Stoi przed sędzią Pan wszego stworzenia, *
Cichy Baranek, z wielkiego wzgardzenia; *
Dla białej szaty, którą jest odziany, *
Głupim nazwany.

Piłat przywołuje Jezusa i rozpoczyna przesłuchanie. Zaczyna je od pytania „Czy Ty jesteś Królem Żydowskim?” Chce się dowiedzieć, kim rzeczywiście On jest, skoro wydali Go niemu. W odpowiedzi słyszy „Tak, Ja Nim jestem”, następnie wychodzi do tłumu i oświadcza „Nie znajduję w Nim żadnej winy”.

U Heroda

Co było dalej? Piłat dowiedziawszy się, że Jezus jest Galilejczykiem, wysyła Go do Heroda, „który w tych dniach również przebywał w Jerozolimie”. Jak przebiegała ta rozmowa? „Na widok Jezusa Herod bardzo się ucieszył. Od dawna bowiem chciał Go ujrzeć, ponieważ słyszał o Nim i spodziewał się, że zobaczy jaki znak, zdziałany przez Niego”. Herod zadaje wiele pytań, jednak Jezus na żadne z nich nie odpowiada. Jak może czuć się Herod w tej sytuacji? Myślał, że Jezus jest Kimś wielkim a tu, nic nie chce powiedzieć. Na pośmiewisko ubiera go w płaszcz purpurowy i z powrotem odsyła do Piłata.

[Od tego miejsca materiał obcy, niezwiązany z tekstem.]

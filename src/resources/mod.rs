//! Resource handlers.
//!
//! Each resource kind implements [`ResourceHandler`]: a schema, a typed
//! model, optional extra validation and a `compute` step that derives the
//! id and price/cost from the user attributes. [`ResourceType`] is the
//! tagged dispatch table the provider uses to route a type name to its
//! handler.

mod drink;
mod equipment;
mod furniture;
mod ingredients;
mod sandwich;
mod sides;
mod staff;
mod store;
mod supplies;

pub use drink::{validate_ice, Ice};
pub(crate) use sandwich::sandwich_price;

use std::fmt;
use std::str::FromStr;

use rust_decimal::Decimal;
use serde::de::DeserializeOwned;
use serde::Serialize;
use serde_json::Value;
use tracing::debug;

use crate::config::ProviderConfig;
use crate::error::ProviderError;
use crate::id;
use crate::pricing::{compute_price, RateTable};
use crate::schema::{Diagnostic, Schema};
use crate::validation;

/// A resource kind served by the provider.
pub trait ResourceHandler {
    /// Type name used by the host, e.g. `hw_bread`.
    const TYPE_NAME: &'static str;

    /// Typed view of the resource state.
    type Model: Serialize + DeserializeOwned;

    /// The resource schema.
    fn schema() -> Schema;

    /// Checks that the schema cannot express.
    fn validate(model: &Self::Model) -> Vec<Diagnostic> {
        let _ = model;
        Vec::new()
    }

    /// Derive every computed attribute from the user attributes.
    fn compute(model: Self::Model, config: &ProviderConfig)
        -> Result<Self::Model, ProviderError>;

    /// Build a partial state from an id so that a read can complete it.
    fn import(id: &str) -> Result<Self::Model, ProviderError> {
        Err(ProviderError::Unimplemented(format!(
            "import of {} (id '{}')",
            Self::TYPE_NAME,
            id
        )))
    }
}

/// Handler whose id is `{tag}-{discriminator}-{len}`.
///
/// Such handlers can import by recovering the discriminator from the id.
pub(crate) trait SimpleId: ResourceHandler {
    const TAG: &'static str;

    /// State holding only the id and the recovered discriminator.
    fn partial(id: String, discriminator: String) -> Self::Model;
}

pub(crate) fn import_simple<H: SimpleId>(id: &str) -> Result<H::Model, ProviderError> {
    let discriminator = id::extract_kind(H::TAG, id)?;
    Ok(H::partial(id.to_string(), discriminator))
}

/// Check a quantity and narrow it for pricing.
pub(crate) fn quantity(path: &str, quantity: i64) -> Result<u32, ProviderError> {
    u32::try_from(quantity).map_err(|_| {
        ProviderError::Validation(format!(
            "{} must be between 0 and {}, got {}",
            path,
            u32::MAX,
            quantity
        ))
    })
}

/// Id and total for `count` units of `style`, as sold by the lot.
///
/// Shared by the resources that are priced per piece: napkins, silverware,
/// tables and chairs.
pub(crate) fn price_lot(
    tag: &str,
    type_name: &str,
    table: &RateTable,
    style: &str,
    count: i64,
    previous_id: Option<&str>,
    config: &ProviderConfig,
) -> Result<(String, Decimal), ProviderError> {
    let count = quantity("quantity", count)?;
    let id = id::compute_id(tag, style);
    note_id_change(type_name, previous_id, &id);
    Ok((id, compute_price(table, style, count, config.upcharge)))
}

/// Log when recomputation moves an id away from what state held.
pub(crate) fn note_id_change(type_name: &str, previous: Option<&str>, current: &str) {
    if let Some(previous) = previous.filter(|p| *p != current) {
        debug!(
            resource_type = type_name,
            previous, current, "Identifier changed with its determining attribute"
        );
    }
}

/// Every resource type served by the provider.
#[derive(Debug, Clone, Copy, PartialEq, Eq, Hash)]
pub enum ResourceType {
    /// `hw_bread`
    Bread,
    /// `hw_meat`
    Meat,
    /// `hw_cheese`
    Cheese,
    /// `hw_sandwich`
    Sandwich,
    /// `hw_drink`
    Drink,
    /// `hw_chips`
    Chips,
    /// `hw_crackers`
    Crackers,
    /// `hw_napkins`
    Napkins,
    /// `hw_silverware`
    Silverware,
    /// `hw_bag`
    Bag,
    /// `hw_cook`
    Cook,
    /// `hw_oven`
    Oven,
    /// `hw_fridge`
    Fridge,
    /// `hw_tables`
    Tables,
    /// `hw_chairs`
    Chairs,
    /// `hw_store`
    Store,
}

macro_rules! dispatch {
    ($kind:expr, $handler:ident => $body:expr) => {
        match $kind {
            ResourceType::Bread => {
                type $handler = ingredients::Bread;
                $body
            },
            ResourceType::Meat => {
                type $handler = ingredients::Meat;
                $body
            },
            ResourceType::Cheese => {
                type $handler = ingredients::Cheese;
                $body
            },
            ResourceType::Sandwich => {
                type $handler = sandwich::Sandwich;
                $body
            },
            ResourceType::Drink => {
                type $handler = drink::Drink;
                $body
            },
            ResourceType::Chips => {
                type $handler = sides::Chips;
                $body
            },
            ResourceType::Crackers => {
                type $handler = sides::Crackers;
                $body
            },
            ResourceType::Napkins => {
                type $handler = supplies::Napkins;
                $body
            },
            ResourceType::Silverware => {
                type $handler = supplies::Silverware;
                $body
            },
            ResourceType::Bag => {
                type $handler = supplies::Bag;
                $body
            },
            ResourceType::Cook => {
                type $handler = staff::Cook;
                $body
            },
            ResourceType::Oven => {
                type $handler = equipment::Oven;
                $body
            },
            ResourceType::Fridge => {
                type $handler = equipment::Fridge;
                $body
            },
            ResourceType::Tables => {
                type $handler = furniture::Tables;
                $body
            },
            ResourceType::Chairs => {
                type $handler = furniture::Chairs;
                $body
            },
            ResourceType::Store => {
                type $handler = store::Store;
                $body
            },
        }
    };
}

impl ResourceType {
    /// All resource types, in registration order.
    pub const ALL: [ResourceType; 16] = [
        ResourceType::Bread,
        ResourceType::Meat,
        ResourceType::Cheese,
        ResourceType::Sandwich,
        ResourceType::Drink,
        ResourceType::Chips,
        ResourceType::Crackers,
        ResourceType::Napkins,
        ResourceType::Silverware,
        ResourceType::Bag,
        ResourceType::Cook,
        ResourceType::Oven,
        ResourceType::Fridge,
        ResourceType::Tables,
        ResourceType::Chairs,
        ResourceType::Store,
    ];

    /// Type name used by the host.
    pub fn type_name(self) -> &'static str {
        dispatch!(self, H => H::TYPE_NAME)
    }

    /// Schema of this resource.
    pub fn schema(self) -> Schema {
        dispatch!(self, H => H::schema())
    }

    /// Validate a configuration: schema first, then handler rules.
    pub fn validate(self, config: &Value) -> Vec<Diagnostic> {
        dispatch!(self, H => validate_with::<H>(config))
    }

    /// Recompute every derived attribute of `state`.
    ///
    /// Fails without producing state when validation reports an error.
    pub fn apply(self, state: Value, config: &ProviderConfig) -> Result<Value, ProviderError> {
        dispatch!(self, H => apply_with::<H>(state, config))
    }

    /// Build a partial state for an imported id.
    pub fn import(self, id: &str) -> Result<Value, ProviderError> {
        dispatch!(self, H => Ok(serde_json::to_value(H::import(id)?)?))
    }
}

impl FromStr for ResourceType {
    type Err = ProviderError;

    fn from_str(name: &str) -> Result<Self, Self::Err> {
        ResourceType::ALL
            .into_iter()
            .find(|kind| kind.type_name() == name)
            .ok_or_else(|| ProviderError::UnknownResource(name.to_string()))
    }
}

impl fmt::Display for ResourceType {
    fn fmt(&self, f: &mut fmt::Formatter<'_>) -> fmt::Result {
        f.write_str(self.type_name())
    }
}

fn decode<H: ResourceHandler>(state: Value) -> Result<H::Model, ProviderError> {
    serde_json::from_value(state)
        .map_err(|e| ProviderError::InvalidRequest(format!("{}: {}", H::TYPE_NAME, e)))
}

fn validate_with<H: ResourceHandler>(config: &Value) -> Vec<Diagnostic> {
    let mut diagnostics = validation::validate(&H::schema(), config);
    if !diagnostics.is_empty() {
        return diagnostics;
    }

    match decode::<H>(config.clone()) {
        Ok(model) => diagnostics.extend(H::validate(&model)),
        Err(e) => diagnostics.push(e.into_diagnostic()),
    }
    diagnostics
}

fn apply_with<H: ResourceHandler>(
    state: Value,
    config: &ProviderConfig,
) -> Result<Value, ProviderError> {
    let model = decode::<H>(state)?;
    ProviderError::from_diagnostics(&H::validate(&model))?;
    let computed = H::compute(model, config)?;
    Ok(serde_json::to_value(computed)?)
}

#[cfg(test)]
mod tests {
    use super::*;
    use crate::pricing::{CHAIRS, NAPKINS};
    use serde_json::json;

    #[test]
    fn test_type_names_round_trip() {
        for kind in ResourceType::ALL {
            assert!(kind.type_name().starts_with("hw_"));
            assert_eq!(kind.type_name().parse::<ResourceType>().unwrap(), kind);
            assert_eq!(kind.to_string(), kind.type_name());
        }
    }

    #[test]
    fn test_unknown_type() {
        let err = "hw_toaster".parse::<ResourceType>().unwrap_err();
        assert!(matches!(err, ProviderError::UnknownResource(_)));
    }

    #[test]
    fn test_every_schema_has_computed_id() {
        for kind in ResourceType::ALL {
            let schema = kind.schema();
            let id = schema
                .block
                .attributes
                .get("id")
                .unwrap_or_else(|| panic!("{} has no id", kind));
            assert!(id.flags.is_computed_only(), "{} id is not computed", kind);
        }
    }

    #[test]
    fn test_validate_runs_schema_before_handler() {
        let diagnostics = ResourceType::Drink.validate(&json!({"ice": []}));
        assert_eq!(diagnostics.len(), 1);
        assert_eq!(diagnostics[0].attribute, Some("kind".to_string()));
    }

    #[test]
    fn test_apply_rejects_wrong_shape() {
        let err = ResourceType::Bread
            .apply(json!({"kind": 4}), &ProviderConfig::default())
            .unwrap_err();
        assert!(matches!(err, ProviderError::InvalidRequest(_)));
    }

    #[test]
    fn test_quantity_narrowing() {
        assert_eq!(quantity("quantity", 25).unwrap(), 25);
        assert!(quantity("quantity", -1).is_err());
        assert!(quantity("quantity", i64::from(u32::MAX) + 1).is_err());
    }

    #[test]
    fn test_price_lot() {
        let config = ProviderConfig::with_upcharge(Decimal::ONE);
        let (id, total) =
            price_lot("napkins", "hw_napkins", &NAPKINS, "cloth", 10, None, &config).unwrap();
        assert_eq!(id, "napkins-cloth-5");
        assert_eq!(total, Decimal::new(600, 2));

        let err = price_lot("chairs", "hw_chairs", &CHAIRS, "basic", -2, None, &config);
        assert!(matches!(err, Err(ProviderError::Validation(_))));
    }

    #[test]
    fn test_import_unsupported_for_composites() {
        let err = ResourceType::Store.import("store-main-4").unwrap_err();
        assert!(matches!(err, ProviderError::Unimplemented(_)));
    }
}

Jezu, od Heroda i dworzan, *
Królu niebieski, zelżywie wyśmiany, *
Jezu mój kochany!

Wybór tłumu

Piłat wie, że Jezus jest niewinny. Mimo to nie ma jak Go uwolnić, bo Żydzi domagają się śmierci Jezusa. Powołuje się zatem na żydowski zwyczaj, którym jest uwolnienie jednego więźnia z okazji święta Paschy. Oprócz Jezusa mieli do wyboru także Barabasza. Na pytanie „Czy chcecie, abym wam uwolnił Króla Żydowskiego?” Piłat słyszy krzyk tłumu, który domaga się wypuszczenia Barabasza. Naród Wybrany nie chce oczekiwanego Mesjasza.

Biczowanie

„Wówczas Piłat wziął Jezusa i kazał Go ubiczować”.

Jezu, u kamiennego słupa *
Niemiłosiernie biczmi wysmagany, *
Jezu mój kochany!

Piłat spodziewał się, że widok umęczonego Jezusa wzbudzi litość wśród tłumu i tym samym uda mu się Go uwolnić, jednak się pomylił.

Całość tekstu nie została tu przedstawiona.